As Shiv worked, Vitae bubbled free from his torso, becoming spell shapes that vaguely resembled a few of the patterns Udraal created with his Animancy earlier. Shiv's spells were quivering, unstable, but ultimately they came together. Despite the awkwardness of his process, Shiv learned to ape Udraal's Animancy. While he failed to grasp the greater nuances of magical theory, he could still follow the basics of analogy, and his Vitae made it easier for him to alter the skills from within.
When he was done, a profound change overcame Sullain. He shuddered, and the burns coating his body briefly faded. He returned to who he was a few moments ago, untainted by Shiv's vitality cycling. His flesh was whole, his beard flowed pale and white, and between blinks, his mind was his once more.
"Udraal, why! How could—" and then Udraal reasserted his Psychomancy over Sullain, and the complaints ceased right then and there. As Sullain seemed healed, Shiv looked at him, expecting the Abyssal Lord to instruct him on what he had done wrong. This was supposed to cause some kind of collapse, but thus far Sullain looked better than he was moments prior.
"Just wait," Udraal said, holding up a single finger.

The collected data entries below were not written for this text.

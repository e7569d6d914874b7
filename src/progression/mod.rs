//! Run progression: acts, encounters and sanity tiers.

pub mod act;
pub mod sanity;

pub use act::{Act, Encounter};
pub use sanity::{BetLimits, BetSize, PlayerClass, SanityEffects, SanityTier};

And so Shiv did. After about five seconds, the first sign that something was wrong arrived. Cracks began to spread across Sullain's being. They weren't cracks that fit on someone's skin, however. Blood didn't spill through. Instead, Sullain was coming apart as if he were wood. Mana began to seep free from his compromised being, unattuned mana that choked the lobby of the cube as a dust cloud of a dull-gray. Shiv took a step back as Sullain started to dissolve. Bits of him flaked away, and even the unattuned mana began to die down. The pressure choking the air softened, and Udraal began his explanation.
"His skills are attacking one another, you see. It's a bit like..." Udraal paused. "Do you know much about immunology?"

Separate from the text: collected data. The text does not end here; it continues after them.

//! Ability definitions and per-enemy ability state.
//!
//! An [`AbilityDefinition`] is immutable template data. An [`Ability`] pairs
//! it with the runtime state of one enemy: counter progress, cooldown,
//! single-use flag, crossed HP segments. Abilities are stored by value in the
//! enemy and referenced by index, never by pointer.

use serde::{Deserialize, Serialize};
use smallvec::SmallVec;

use crate::core::GameRng;
use crate::effects::Effect;
use crate::triggers::{GameEventKind, PlayerAction};

/// When an ability fires.
#[derive(Clone, Copy, Debug, PartialEq, Serialize, Deserialize)]
pub enum AbilityTrigger {
    /// Never fires from events.
    Passive,
    /// Every time the event is raised.
    OnEvent(GameEventKind),
    /// After the event has been raised `threshold` times.
    Counter { event: GameEventKind, threshold: u32 },
    /// When enemy HP fraction is at or below `threshold` (0.0..=1.0).
    HpThreshold { threshold: f32 },
    /// With probability `chance` when the event is raised.
    Random { event: GameEventKind, chance: f32 },
    /// When the player takes a specific action.
    OnAction(PlayerAction),
    /// Each time HP crosses another `percent` boundary (must divide 100).
    HpSegment { percent: u32 },
    /// Every `threshold` points of damage taken.
    DamageAccumulator { threshold: i32 },
}

/// Ability lifecycle.
#[derive(Clone, Copy, Debug, Default, PartialEq, Eq, Serialize, Deserialize)]
pub enum AbilityState {
    #[default]
    Ready,
    /// Counter trigger with this much progress.
    Counting(u32),
    /// Single-use ability that already fired. Terminal until reset.
    Used,
}

/// Template data for an ability.
#[derive(Clone, Debug, PartialEq, Serialize, Deserialize)]
pub struct AbilityDefinition {
    pub name: String,
    #[serde(default)]
    pub description: String,
    pub trigger: AbilityTrigger,
    /// Executed in this order when the ability fires.
    pub effects: SmallVec<[Effect; 2]>,
    /// Rounds to wait after firing (0 = none).
    #[serde(default)]
    pub cooldown: u32,
    /// `false` means single-use per combat.
    #[serde(default = "default_repeatable")]
    pub repeatable: bool,
}

fn default_repeatable() -> bool {
    true
}

impl AbilityDefinition {
    /// Create a repeatable ability with no effects.
    pub fn new(name: impl Into<String>, trigger: AbilityTrigger) -> Self {
        Self {
            name: name.into(),
            description: String::new(),
            trigger,
            effects: SmallVec::new(),
            cooldown: 0,
            repeatable: true,
        }
    }

    /// Add an effect (builder pattern).
    #[must_use]
    pub fn with_effect(mut self, effect: Effect) -> Self {
        self.effects.push(effect);
        self
    }

    /// Set the description (builder pattern).
    #[must_use]
    pub fn with_description(mut self, description: impl Into<String>) -> Self {
        self.description = description.into();
        self
    }

    /// Set a cooldown in rounds (builder pattern).
    #[must_use]
    pub fn with_cooldown(mut self, rounds: u32) -> Self {
        self.cooldown = rounds;
        self
    }

    /// Make this ability fire at most once per combat (builder pattern).
    #[must_use]
    pub fn once(mut self) -> Self {
        self.repeatable = false;
        self
    }
}

/// Inputs a trigger check may need besides the event.
#[derive(Clone, Copy, Debug, PartialEq)]
pub struct TriggerContext {
    /// Enemy HP fraction, 0.0..=1.0.
    pub hp_percent: f32,
    /// Total damage the enemy has taken this combat.
    pub total_damage_taken: i32,
}

/// An ability with its runtime state.
#[derive(Clone, Debug, PartialEq, Serialize, Deserialize)]
pub struct Ability {
    pub def: AbilityDefinition,
    pub state: AbilityState,
    /// Rounds until the ability can fire again.
    pub cooldown_remaining: u32,
    segments_triggered: u32,
    damage_accounted: i32,
}

impl Ability {
    #[must_use]
    pub fn new(def: AbilityDefinition) -> Self {
        Self {
            def,
            state: AbilityState::Ready,
            cooldown_remaining: 0,
            segments_triggered: 0,
            damage_accounted: 0,
        }
    }

    #[must_use]
    pub fn name(&self) -> &str {
        &self.def.name
    }

    #[must_use]
    pub fn is_used(&self) -> bool {
        self.state == AbilityState::Used
    }

    /// Counter progress as (current, threshold), for display.
    #[must_use]
    pub fn progress(&self) -> Option<(u32, u32)> {
        match self.def.trigger {
            AbilityTrigger::Counter { threshold, .. } => {
                let current = match self.state {
                    AbilityState::Counting(n) => n,
                    _ => 0,
                };
                Some((current, threshold))
            }
            _ => None,
        }
    }

    /// Update trigger state for `event` and report whether the ability fires.
    ///
    /// Firing starts the cooldown and, for single-use abilities, moves the
    /// ability to `Used`.
    pub fn check(&mut self, event: GameEventKind, ctx: &TriggerContext, rng: &mut GameRng) -> bool {
        if self.is_used() || self.cooldown_remaining > 0 {
            return false;
        }

        let fires = match self.def.trigger {
            AbilityTrigger::Passive => false,
            AbilityTrigger::OnEvent(kind) => kind == event,
            AbilityTrigger::Counter { event: kind, threshold } => {
                if kind != event {
                    false
                } else {
                    let progress = match self.state {
                        AbilityState::Counting(n) => n + 1,
                        _ => 1,
                    };
                    if progress >= threshold.max(1) {
                        true
                    } else {
                        self.state = AbilityState::Counting(progress);
                        false
                    }
                }
            }
            AbilityTrigger::HpThreshold { threshold } => ctx.hp_percent <= threshold,
            AbilityTrigger::Random { event: kind, chance } => kind == event && rng.chance(chance),
            AbilityTrigger::OnAction(action) => event == GameEventKind::PlayerAction(action),
            AbilityTrigger::HpSegment { percent } => self.check_segment(percent, ctx.hp_percent),
            AbilityTrigger::DamageAccumulator { threshold } => {
                if threshold > 0 && ctx.total_damage_taken - self.damage_accounted >= threshold {
                    self.damage_accounted += threshold;
                    true
                } else {
                    false
                }
            }
        };

        if fires {
            self.state = if self.def.repeatable {
                AbilityState::Ready
            } else {
                AbilityState::Used
            };
            self.cooldown_remaining = self.def.cooldown;
        }
        fires
    }

    fn check_segment(&mut self, percent: u32, hp_percent: f32) -> bool {
        if percent == 0 || 100 % percent != 0 {
            tracing::warn!(ability = %self.def.name, percent, "segment percent must divide 100");
            return false;
        }

        let segments = (100 / percent).saturating_sub(1).min(32);
        for i in 0..segments {
            let threshold = (100 - (i + 1) * percent) as f32 / 100.0;
            let bit = 1u32 << i;
            if hp_percent <= threshold && self.segments_triggered & bit == 0 {
                self.segments_triggered |= bit;
                return true;
            }
        }
        false
    }

    /// Count one round off the cooldown.
    pub fn tick_cooldown(&mut self) {
        self.cooldown_remaining = self.cooldown_remaining.saturating_sub(1);
    }

    /// Back to a fresh state for a new combat.
    pub fn reset(&mut self) {
        self.state = AbilityState::Ready;
        self.cooldown_remaining = 0;
        self.segments_triggered = 0;
        self.damage_accounted = 0;
    }
}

"Some," Shiv said. "Not fully versed in it, but I got the basics."
"Well, with what you do know, it's a bit like having your immune system attack your eyes. Your immune system usually doesn't notice your eyes. But with what you just put in him, you made his soul notice his so-called eyes. And now it's tearing itself apart, trying to expel these foreign elements. But since everything has been mixed in, and the changes are only minute, it is effectively collapsing the overarching architecture holding itself up."
And soon, as Udraal got to this point, Sullain's legs crumbled, and he crashed down to the ground. He splattered apart, not as a melting corpse, but as a collapsing marble pillar. More unattuned mana flooded the air. Sullain reached upward, his gaze vacant and blissful. Did he even know that he was dying? Did he even care? Shiv would never know.
Bit by bit, his body came asunder until he was dust dancing through the wind.
Vitaemancy 110 > 112
An orc held out a massive paw, allowing Sullain to trail through his fingers.